Beautiful, Arya - thank you for sharing about this art form and tradition in your country. They indeed are beautiful.

Arya
Feb 20
Feb 20

Welcome as per my promise, I would be writing about my country every day!

Corine Milano
Feb 20
Feb 20

I love it! Can't wait to read your next one!

I'm curious, Arya, how did you find World Pulse? Your passion and commitment to changing the narrative about women in Afghanistan is so inspiring and exactly why this platform exists!

Arya
Feb 20
Feb 20

I feel so comfortable here, and know that someone will read my piece of writing no matter what I feel, think of it. I would have someone to admire or correct me as my sisters. Thanks for your love, I appreciated.

Hello, Arya,

Thank you for unveiling Afghanistan’s art and culture on this platform. I am fascinated with the story behind how these rugs were weaved. I respect women who spend hours everyday to create these masterpieces.

Beautiful story!

Arya
Feb 20
Feb 20

Thanks for reading deary, I love your each and every comment. it gives me strong motivation to write more about my country and represent to my sisters from another mother.

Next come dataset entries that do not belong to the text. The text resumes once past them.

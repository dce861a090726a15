//! A scripted `LLMProvider` backed by a JSON fixture, used by `fabric task
//! run` so the Agent Runtime can be demoed and exercised manually without a
//! real model backend wired up -- the same role `assets::FileAssetQuery`
//! plays for the Drift Scheduler.
//!
//! Fixture shape: `{"responses": [{"stop_payload": null, "tool_calls":
//! [{"tool": "...", "args": {...}}]}, {"stop_payload": {...}}]}`. Each
//! call to `call()` returns the next scripted response; once the script
//! is exhausted, the final response repeats for every subsequent call, so
//! a one-entry fixture that just stops immediately is enough for the
//! common case.

use std::sync::atomic::{AtomicUsize, Ordering};

use async_trait::async_trait;
use serde::Deserialize;

use fabric_core::collaborators::{LlmRequest, LlmResponse, LlmUsage, ToolCall, LLMProvider};
use fabric_core::error::CoreError;

#[derive(Debug, Deserialize)]
struct ScriptedResponse {
    #[serde(default)]
    stop_payload: Option<serde_json::Value>,
    #[serde(default)]
    tool_calls: Vec<ToolCall>,
    #[serde(default)]
    usage: ScriptedUsage,
}

#[derive(Debug, Default, Deserialize)]
struct ScriptedUsage {
    #[serde(default)]
    input_tokens: i64,
    #[serde(default)]
    output_tokens: i64,
    #[serde(default)]
    cache_creation_tokens: i64,
    #[serde(default)]
    cache_read_tokens: i64,
}

#[derive(Debug, Deserialize)]
struct LlmFixture {
    #[serde(default)]
    responses: Vec<ScriptedResponse>,
}

/// A fixed script of responses played back in order. A fixture with no
/// responses at all always stops immediately with an empty plan payload
/// rather than erroring, matching `FileAssetQuery`'s "missing fixture is
/// an empty fleet" posture.
pub struct FileLlmProvider {
    name: String,
    responses: Vec<ScriptedResponse>,
    cursor: AtomicUsize,
}

impl FileLlmProvider {
    pub fn new(fixture_path: &str) -> Self {
        let fixture: LlmFixture = std::fs::read_to_string(fixture_path)
            .ok()
            .and_then(|s| serde_json::from_str(&s).ok())
            .unwrap_or(LlmFixture { responses: vec![] });

        Self {
            name: "fixture".to_string(),
            responses: fixture.responses,
            cursor: AtomicUsize::new(0),
        }
    }
}

#[async_trait]
impl LLMProvider for FileLlmProvider {
    fn name(&self) -> &str {
        &self.name
    }

    async fn call(&self, _request: &LlmRequest) -> Result<LlmResponse, CoreError> {
        if self.responses.is_empty() {
            return Ok(LlmResponse {
                stop_payload: Some(serde_json::json!({"phases": []})),
                tool_calls: vec![],
                usage: LlmUsage {
                    input_tokens: 0,
                    output_tokens: 0,
                    cache_creation_tokens: 0,
                    cache_read_tokens: 0,
                },
            });
        }

        let index = self.cursor.fetch_add(1, Ordering::Relaxed);
        let index = index.min(self.responses.len() - 1);
        let response = &self.responses[index];

        Ok(LlmResponse {
            stop_payload: response.stop_payload.clone(),
            tool_calls: response.tool_calls.clone(),
            usage: LlmUsage {
                input_tokens: response.usage.input_tokens,
                output_tokens: response.usage.output_tokens,
                cache_creation_tokens: response.usage.cache_creation_tokens,
                cache_read_tokens: response.usage.cache_read_tokens,
            },
        })
    }
}

#[cfg(test)]
mod tests {
    use super::*;
    use fabric_core::collaborators::ChatMessage;

    fn request() -> LlmRequest {
        LlmRequest {
            model: "fixture-model".to_string(),
            messages: vec![ChatMessage {
                role: "user".to_string(),
                content: "hi".to_string(),
            }],
            tools: vec![],
        }
    }

    #[tokio::test]
    async fn missing_fixture_stops_immediately() {
        let provider = FileLlmProvider::new("/nonexistent/fixture.json");
        let response = provider.call(&request()).await.unwrap();
        assert!(response.stop_payload.is_some());
        assert!(response.tool_calls.is_empty());
    }

    #[tokio::test]
    async fn plays_back_script_in_order_then_repeats_last() {
        let tmp = tempfile::NamedTempFile::new().unwrap();
        std::fs::write(
            tmp.path(),
            r#"{"responses": [
                {"tool_calls": [{"tool": "query_assets", "args": {"selector": "all"}}]},
                {"stop_payload": {"phases": [], "done": true}}
            ]}"#,
        )
        .unwrap();
        let provider = FileLlmProvider::new(tmp.path().to_str().unwrap());

        let first = provider.call(&request()).await.unwrap();
        assert_eq!(first.tool_calls.len(), 1);
        assert!(first.stop_payload.is_none());

        let second = provider.call(&request()).await.unwrap();
        assert_eq!(second.stop_payload, Some(serde_json::json!({"phases": [], "done": true})));

        let third = provider.call(&request()).await.unwrap();
        assert_eq!(third.stop_payload, second.stop_payload);
    }
}
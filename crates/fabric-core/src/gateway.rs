//! LLM Gateway (C2).
//!
//! Wraps every model call in a quota check, a bounded retry policy, and
//! usage accounting. The provider itself is an external collaborator
//! (`LLMProvider`, `collaborators.rs`) -- this module ships no concrete
//! backend.

use chrono::Utc;
use rand::Rng;
use sha2::{Digest, Sha256};
use sqlx::PgPool;
use uuid::Uuid;

use fabric_db::models::UsageStatus;

use crate::collaborators::{ChatMessage, LLMProvider, LlmRequest, LlmResponse, ToolSpec};
use crate::error::CoreError;
use crate::pricing::{self, PricingTable, QuotaCheck, UsageInput};

const MAX_ATTEMPTS: u32 = 3;

#[derive(Debug, Clone)]
pub struct InvokeRequest {
    pub tenant_id: String,
    pub task_id: Option<Uuid>,
    pub agent_name: String,
    pub provider: String,
    pub model: String,
    pub messages: Vec<ChatMessage>,
    pub tools: Vec<ToolSpec>,
    pub operation_type: String,
}

/// SHA-256 hash of the system prompt (the first message with
/// `role == "system"`, or the whole message list if none), used for
/// cache-analytics dedup. One-way, not a verifiable token -- unlike the
/// teacher's HMAC-based `token::generate_token`, no secret is needed here
/// because the hash is never validated, only compared.
pub fn hash_system_prompt(messages: &[ChatMessage]) -> String {
    let text = messages
        .iter()
        .find(|m| m.role == "system")
        .map(|m| m.content.as_str())
        .unwrap_or_default();
    let mut hasher = Sha256::new();
    hasher.update(text.as_bytes());
    hex::encode(hasher.finalize())
}

/// `Invoke(ctx, request) -> response`: checks quota, retries transient
/// provider errors with exponential backoff and jitter, records usage
/// (scheduled before the response is returned, per the ordering
/// guarantee in SPEC_FULL §4.2), and returns the provider's response.
pub async fn invoke(
    pool: &PgPool,
    pricing: &PricingTable,
    provider: &dyn LLMProvider,
    request: InvokeRequest,
) -> Result<LlmResponse, CoreError> {
    let now = Utc::now();
    match pricing::check_quota(pool, &request.tenant_id, now).await {
        QuotaCheck::Allowed { .. } => {}
        QuotaCheck::Denied { reason, .. } => {
            record_denied(pool, pricing, &request, UsageStatus::RateLimited).await;
            return Err(CoreError::QuotaExceeded {
                tenant_id: request.tenant_id.clone(),
                reason,
            });
        }
    }

    let llm_request = LlmRequest {
        model: request.model.clone(),
        messages: request.messages.clone(),
        tools: request.tools.clone(),
    };
    let prompt_hash = hash_system_prompt(&request.messages);

    let started = std::time::Instant::now();
    let mut attempt = 0u32;
    let outcome = loop {
        attempt += 1;
        match provider.call(&llm_request).await {
            Ok(response) => break Ok(response),
            Err(CoreError::ProviderTransient(msg)) if attempt < MAX_ATTEMPTS => {
                let backoff_ms = 100u64 * 2u64.pow(attempt - 1);
                let jitter_ms = rand::rng().random_range(0..50);
                tracing::warn!(
                    attempt,
                    provider = %request.provider,
                    error = %msg,
                    "transient provider error, retrying"
                );
                tokio::time::sleep(std::time::Duration::from_millis(backoff_ms + jitter_ms)).await;
            }
            Err(e) => break Err(e),
        }
    };
    let latency_ms = started.elapsed().as_millis() as i64;

    let request_id = Uuid::new_v4().to_string();
    match &outcome {
        Ok(response) => {
            pricing::record_usage_background(
                pool.clone(),
                pricing.clone(),
                UsageInput {
                    tenant_id: request.tenant_id,
                    task_id: request.task_id,
                    agent_name: request.agent_name,
                    request_id,
                    provider: request.provider,
                    model: request.model,
                    input_tokens: response.usage.input_tokens,
                    output_tokens: response.usage.output_tokens,
                    cache_creation_tokens: response.usage.cache_creation_tokens,
                    cache_read_tokens: response.usage.cache_read_tokens,
                    operation_type: request.operation_type,
                    latency_ms,
                    status: UsageStatus::Ok,
                    prompt_hash: Some(prompt_hash),
                },
            );
        }
        Err(_) => {
            pricing::record_usage_background(
                pool.clone(),
                pricing.clone(),
                UsageInput {
                    tenant_id: request.tenant_id,
                    task_id: request.task_id,
                    agent_name: request.agent_name,
                    request_id,
                    provider: request.provider,
                    model: request.model,
                    input_tokens: 0,
                    output_tokens: 0,
                    cache_creation_tokens: 0,
                    cache_read_tokens: 0,
                    operation_type: request.operation_type,
                    latency_ms,
                    status: UsageStatus::Error,
                    prompt_hash: Some(prompt_hash),
                },
            );
        }
    }

    outcome
}

async fn record_denied(
    pool: &PgPool,
    pricing: &PricingTable,
    request: &InvokeRequest,
    status: UsageStatus,
) {
    pricing::record_usage_background(
        pool.clone(),
        pricing.clone(),
        UsageInput {
            tenant_id: request.tenant_id.clone(),
            task_id: request.task_id,
            agent_name: request.agent_name.clone(),
            request_id: Uuid::new_v4().to_string(),
            provider: request.provider.clone(),
            model: request.model.clone(),
            input_tokens: 0,
            output_tokens: 0,
            cache_creation_tokens: 0,
            cache_read_tokens: 0,
            operation_type: request.operation_type.clone(),
            latency_ms: 0,
            status,
            prompt_hash: None,
        },
    );
}

#[cfg(test)]
mod tests {
    use super::*;

    #[test]
    fn hash_system_prompt_prefers_system_role() {
        let messages = vec![
            ChatMessage {
                role: "system".to_string(),
                content: "be terse".to_string(),
            },
            ChatMessage {
                role: "user".to_string(),
                content: "hello".to_string(),
            },
        ];
        let hash_a = hash_system_prompt(&messages);
        let hash_b = hash_system_prompt(&[messages[0].clone()]);
        assert_eq!(hash_a, hash_b);
    }

    #[test]
    fn hash_system_prompt_differs_on_content() {
        let a = vec![ChatMessage {
            role: "system".to_string(),
            content: "be terse".to_string(),
        }];
        let b = vec![ChatMessage {
            role: "system".to_string(),
            content: "be verbose".to_string(),
        }];
        assert_ne!(hash_system_prompt(&a), hash_system_prompt(&b));
    }
}
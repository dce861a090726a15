//! `fabric plan approve` / `fabric plan reject` / `fabric plan pending`.

use anyhow::{Context, Result};
use sqlx::PgPool;
use uuid::Uuid;

use fabric_core::approval::{self, SignalRegistry};

/// `fabric plan approve <plan-id> --by <approver>`.
///
/// A one-shot CLI invocation never has a live workflow registered in its
/// own `SignalRegistry` -- the registry only matters to the long-running
/// process actually driving the workflow. The decision still lands
/// durably; that process observes it when it next polls or resumes.
pub async fn run_approve(pool: &PgPool, plan_id_str: &str, approver: &str) -> Result<()> {
    let plan_id: Uuid = plan_id_str
        .parse()
        .with_context(|| format!("invalid plan ID: {plan_id_str:?}"))?;

    let registry = SignalRegistry::new();
    let outcome = approval::approve(pool, &registry, plan_id, approver, None).await?;

    if outcome.already_decided {
        println!("Plan {plan_id} was already decided; no change made.");
    } else {
        println!("Plan {plan_id} approved by {approver}.");
    }
    Ok(())
}

/// `fabric plan reject <plan-id> --by <approver> [--note <text>]`.
pub async fn run_reject(
    pool: &PgPool,
    plan_id_str: &str,
    approver: &str,
    note: Option<&str>,
) -> Result<()> {
    let plan_id: Uuid = plan_id_str
        .parse()
        .with_context(|| format!("invalid plan ID: {plan_id_str:?}"))?;

    let registry = SignalRegistry::new();
    let outcome = approval::reject(pool, &registry, plan_id, approver, note).await?;

    if outcome.already_decided {
        println!("Plan {plan_id} was already decided; no change made.");
    } else {
        println!("Plan {plan_id} rejected by {approver}.");
    }
    Ok(())
}

/// `fabric plan pending --tenant <t>`.
pub async fn run_pending(pool: &PgPool, tenant_id: &str) -> Result<()> {
    let plans = approval::list_pending(pool, tenant_id).await?;

    if plans.is_empty() {
        println!("No plans awaiting approval for tenant {tenant_id}.");
        return Ok(());
    }

    println!("{:<36}  {:<12}  {:>7}  TASK", "PLAN ID", "TYPE", "QUALITY");
    for plan in &plans {
        println!(
            "{:<36}  {:<12}  {:>7}  {}",
            plan.id, plan.plan_type, plan.quality_score, plan.task_id
        );
    }
    Ok(())
}

#[cfg(test)]
mod tests {
    use super::*;

    #[test]
    fn parse_valid_uuid() {
        let id = "550e8400-e29b-41d4-a716-446655440000";
        let parsed: Uuid = id.parse().unwrap();
        assert_eq!(parsed.to_string(), id);
    }

    #[test]
    fn parse_invalid_uuid() {
        let id = "not-a-uuid";
        let result: Result<Uuid, _> = id.parse();
        assert!(result.is_err());
    }
}
//! End-to-end Task -> Plan -> Run scenarios, driven through
//! `orchestrator::run_task_to_completion` against a real (temporary)
//! database with fixture-backed collaborators standing in for the
//! model backend, policy service, asset inventory, and health probe.

use std::time::Duration;

use fabric_core::approval::{self, SignalRegistry};
use fabric_core::orchestrator::{run_task_to_completion, OrchestratorContext, OrchestratorOutcome};
use fabric_core::pricing::PricingTable;
use fabric_core::task;
use fabric_core::tools::ToolRegistry;
use fabric_core::workflow::WorkflowOutcome;
use fabric_db::models::PlanType;
use fabric_db::queries::quotas;
use fabric_test_utils::fakes::{ConfigurableHealthProbe, FixedAssetQuery, FixedPolicyEngine, ScriptedLlmProvider};
use fabric_test_utils::{create_test_db, drop_test_db};

fn plan_payload(phases: serde_json::Value) -> serde_json::Value {
    serde_json::json!({
        "summary": "patch a fleet",
        "affected_assets": ["asset-1"],
        "phases": phases,
        "canary_required": false,
        "max_batch_percent": 100,
        "agent_quality_hint": 80,
    })
}

async fn setup_quota(pool: &sqlx::PgPool, tenant_id: &str) {
    quotas::set_quota(pool, tenant_id, 1_000_000, 1_000_000, 1000, 1_000_000, 80)
        .await
        .expect("quota should be set");
}

#[tokio::test]
async fn happy_path_completes_every_phase() {
    let (pool, db_name) = create_test_db().await;
    let tenant_id = "acme";
    setup_quota(&pool, tenant_id).await;

    let task = task::submit_task(&pool, tenant_id, "operator", "patch the fleet")
        .await
        .expect("task should submit");

    let payload = plan_payload(serde_json::json!([{
        "name": "rollout",
        "asset_selector": "all",
        "batch_percent": 100,
        "wait_time_secs": 0,
        "health_checks": [],
        "rollback_if": null,
        "environment": "staging",
    }]));

    let provider = ScriptedLlmProvider::stopping_with(payload);
    let policy = FixedPolicyEngine::allow();
    let asset_query = FixedAssetQuery::uniform(vec!["asset-1".to_string()]);
    let health = ConfigurableHealthProbe::all_healthy();
    let registry = SignalRegistry::new();
    let pricing = PricingTable::empty();
    let tools = ToolRegistry::new();

    let ctx = OrchestratorContext {
        pricing: &pricing,
        provider: &provider,
        tools: &tools,
        policy: &policy,
        asset_query: &asset_query,
        health: &health,
        registry: &registry,
        agent_name: "fabric-agent",
        model: "fixture-model",
        available_tools: vec![],
        environment: "staging",
        plan_type: PlanType::PatchPlan,
        approval_deadline: Duration::from_secs(5),
    };

    let outcome = run_task_to_completion(&pool, task, &ctx)
        .await
        .expect("orchestration should succeed");

    assert_eq!(outcome, OrchestratorOutcome::Workflow(WorkflowOutcome::Completed));

    drop_test_db(&db_name).await;
}

#[tokio::test]
async fn unhealthy_rollout_rolls_back() {
    let (pool, db_name) = create_test_db().await;
    let tenant_id = "acme";
    setup_quota(&pool, tenant_id).await;

    let task = task::submit_task(&pool, tenant_id, "operator", "patch the fleet")
        .await
        .expect("task should submit");

    let payload = plan_payload(serde_json::json!([{
        "name": "rollout",
        "asset_selector": "all",
        "batch_percent": 100,
        "wait_time_secs": 0,
        "health_checks": [],
        "rollback_if": null,
        "environment": "staging",
    }]));

    let provider = ScriptedLlmProvider::stopping_with(payload);
    let policy = FixedPolicyEngine::allow();
    let asset_query = FixedAssetQuery::uniform(vec!["asset-1".to_string()]);
    let health = ConfigurableHealthProbe::new();
    health.fail("asset-1", 0.9);
    let registry = SignalRegistry::new();
    let pricing = PricingTable::empty();
    let tools = ToolRegistry::new();

    let ctx = OrchestratorContext {
        pricing: &pricing,
        provider: &provider,
        tools: &tools,
        policy: &policy,
        asset_query: &asset_query,
        health: &health,
        registry: &registry,
        agent_name: "fabric-agent",
        model: "fixture-model",
        available_tools: vec![],
        environment: "staging",
        plan_type: PlanType::PatchPlan,
        approval_deadline: Duration::from_secs(5),
    };

    let outcome = run_task_to_completion(&pool, task, &ctx)
        .await
        .expect("orchestration should run to a terminal state");

    match outcome {
        OrchestratorOutcome::Workflow(WorkflowOutcome::RolledBack { reason }) => {
            assert!(reason.contains("unhealthy"), "unexpected reason: {reason}");
        }
        other => panic!("expected a rollback, got {other:?}"),
    }

    drop_test_db(&db_name).await;
}

#[tokio::test]
async fn invalid_plan_is_rejected_by_the_validator() {
    let (pool, db_name) = create_test_db().await;
    let tenant_id = "acme";
    setup_quota(&pool, tenant_id).await;

    let task = task::submit_task(&pool, tenant_id, "operator", "do something risky")
        .await
        .expect("task should submit");

    let payload = plan_payload(serde_json::json!([{
        "name": "rollout",
        "asset_selector": "all",
        "batch_percent": 100,
        "wait_time_secs": 0,
        "health_checks": [],
        "rollback_if": null,
        "environment": "staging",
    }]));

    let provider = ScriptedLlmProvider::stopping_with(payload);
    let policy = FixedPolicyEngine::deny(vec!["touches a protected asset class".to_string()]);
    let asset_query = FixedAssetQuery::uniform(vec!["asset-1".to_string()]);
    let health = ConfigurableHealthProbe::all_healthy();
    let registry = SignalRegistry::new();
    let pricing = PricingTable::empty();
    let tools = ToolRegistry::new();

    let ctx = OrchestratorContext {
        pricing: &pricing,
        provider: &provider,
        tools: &tools,
        policy: &policy,
        asset_query: &asset_query,
        health: &health,
        registry: &registry,
        agent_name: "fabric-agent",
        model: "fixture-model",
        available_tools: vec![],
        environment: "staging",
        plan_type: PlanType::PatchPlan,
        approval_deadline: Duration::from_secs(5),
    };

    let outcome = run_task_to_completion(&pool, task, &ctx)
        .await
        .expect("validator rejection is not an orchestration error");

    match outcome {
        OrchestratorOutcome::PlanInvalid { denials } => {
            assert_eq!(denials, vec!["touches a protected asset class".to_string()]);
        }
        other => panic!("expected a validator rejection, got {other:?}"),
    }

    drop_test_db(&db_name).await;
}

#[tokio::test]
async fn quota_exhausted_fails_before_a_plan_is_produced() {
    let (pool, db_name) = create_test_db().await;
    let tenant_id = "acme";
    // A cap of zero denies the very first call.
    quotas::set_quota(&pool, tenant_id, 0, 0, 1000, 1_000_000, 80)
        .await
        .expect("quota should be set");

    let task = task::submit_task(&pool, tenant_id, "operator", "patch the fleet")
        .await
        .expect("task should submit");

    let provider = ScriptedLlmProvider::stopping_with(plan_payload(serde_json::json!([])));
    let policy = FixedPolicyEngine::allow();
    let asset_query = FixedAssetQuery::uniform(vec![]);
    let health = ConfigurableHealthProbe::all_healthy();
    let registry = SignalRegistry::new();
    let pricing = PricingTable::empty();
    let tools = ToolRegistry::new();

    let ctx = OrchestratorContext {
        pricing: &pricing,
        provider: &provider,
        tools: &tools,
        policy: &policy,
        asset_query: &asset_query,
        health: &health,
        registry: &registry,
        agent_name: "fabric-agent",
        model: "fixture-model",
        available_tools: vec![],
        environment: "staging",
        plan_type: PlanType::PatchPlan,
        approval_deadline: Duration::from_secs(5),
    };

    let result = run_task_to_completion(&pool, task, &ctx).await;
    assert!(result.is_err(), "a denied quota check should surface as an error, not a silent outcome");

    drop_test_db(&db_name).await;
}

#[tokio::test]
async fn approval_timeout_rolls_back_without_a_decision() {
    let (pool, db_name) = create_test_db().await;
    let tenant_id = "acme";
    setup_quota(&pool, tenant_id).await;

    let task = task::submit_task(&pool, tenant_id, "operator", "run a DR drill")
        .await
        .expect("task should submit");

    let mut payload = plan_payload(serde_json::json!([{
        "name": "rollout",
        "asset_selector": "all",
        "batch_percent": 100,
        "wait_time_secs": 0,
        "health_checks": [],
        "rollback_if": null,
        "environment": "staging",
    }]));
    payload["hitl_required"] = serde_json::json!(true);

    let provider = ScriptedLlmProvider::stopping_with(payload);
    let policy = FixedPolicyEngine::allow();
    let asset_query = FixedAssetQuery::uniform(vec!["asset-1".to_string()]);
    let health = ConfigurableHealthProbe::all_healthy();
    let registry = SignalRegistry::new();
    let pricing = PricingTable::empty();
    let tools = ToolRegistry::new();

    let ctx = OrchestratorContext {
        pricing: &pricing,
        provider: &provider,
        tools: &tools,
        policy: &policy,
        asset_query: &asset_query,
        health: &health,
        registry: &registry,
        agent_name: "fabric-agent",
        model: "fixture-model",
        available_tools: vec![],
        environment: "staging",
        plan_type: PlanType::DrRunbook,
        // Deliberately short so the test doesn't wait real minutes.
        approval_deadline: Duration::from_millis(200),
    };

    let outcome = run_task_to_completion(&pool, task, &ctx)
        .await
        .expect("a timed-out approval is a terminal workflow outcome, not an error");

    match outcome {
        OrchestratorOutcome::Workflow(WorkflowOutcome::RolledBack { reason }) => {
            assert_eq!(reason, "approval_timeout");
        }
        other => panic!("expected an approval timeout rollback, got {other:?}"),
    }

    drop_test_db(&db_name).await;
}

#[tokio::test]
async fn rejecting_an_already_decided_plan_is_idempotent() {
    let (pool, db_name) = create_test_db().await;
    let tenant_id = "acme";
    setup_quota(&pool, tenant_id).await;

    let task = task::submit_task(&pool, tenant_id, "operator", "patch the fleet")
        .await
        .expect("task should submit");
    let task = task::begin_parsing(&pool, &task).await.expect("begin_parsing should succeed");
    let payload = plan_payload(serde_json::json!([]));
    let (_task, plan) = task::record_spec_and_plan(&pool, &task, payload.clone(), PlanType::PatchPlan, payload)
        .await
        .expect("recording spec+plan should succeed");

    let registry = SignalRegistry::new();

    let first = approval::reject(&pool, &registry, plan.id, "operator-a", None)
        .await
        .expect("first rejection should succeed");
    assert!(!first.already_decided);

    let second = approval::reject(&pool, &registry, plan.id, "operator-b", None)
        .await
        .expect("second rejection should not error");
    assert!(second.already_decided);

    drop_test_db(&db_name).await;
}
//! `fabric usage report`: cost and usage breakdown for a tenant over a
//! billing window.

use anyhow::Result;
use chrono::{DateTime, Duration, Utc};
use sqlx::PgPool;

use fabric_db::queries::usage;

/// `fabric usage report --tenant <t> [--days <n>]`.
///
/// Defaults to the last 30 days when `days` is not given.
pub async fn run_report(pool: &PgPool, tenant_id: &str, days: i64, now: DateTime<Utc>) -> Result<()> {
    let since = now - Duration::days(days);

    let total_cents = usage::total_cost_cents_for_tenant(pool, tenant_id, since, now).await?;
    let breakdown = usage::cost_breakdown_by_model(pool, tenant_id, since, now).await?;

    println!("Usage report for tenant {tenant_id}");
    println!(
        "  Window: {} to {} ({days} days)",
        since.format("%Y-%m-%d"),
        now.format("%Y-%m-%d")
    );
    println!("  Total cost: ${:.2}", total_cents as f64 / 100.0);
    println!();

    if breakdown.is_empty() {
        println!("No usage recorded in this window.");
        return Ok(());
    }

    println!("{:<30}  {:>12}", "MODEL", "COST");
    for (model, cents) in &breakdown {
        println!("{:<30}  ${:>10.2}", model, *cents as f64 / 100.0);
    }

    Ok(())
}

#[cfg(test)]
mod tests {
    // Requires a live Postgres pool; covered by fabric-core's integration
    // test fixtures.
}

You’re welcome, Sister Arya. I’m drawn to your stories because it’s my only glimpse of Afghanistan’s beautiful side. Yes, please keep posting!

Arya
Feb 21
Feb 21

it is about food only one dish which is extremely famous.

Wow. Looks delicious! Mouth-watering, even. Afghanistan surely has a lot to offer to the world. Thank you for sharing!

Jill Langhus
Feb 21
Feb 21

Hi Arya,

Thanks for sharing this fascinating and insightful article on the origination and symbolism of these beautiful rugs. I wonder how the colors get chosen then for each region or artisan, then?! Or can the colors change for each artisan as long as they have the same symbol implemented into each design?

Jensine Larsen
Feb 21
Feb 21

Beautiful Aya, we are so lucky that you have found us and are sharing your stories with us. We welcome you to World Pulse - your new home in the world of sisterhood wherever you are!

Arya
Feb 21
Feb 21

Thank you Jensine, yeah I feel a strong connection with everyone here. I love your comments and admire them.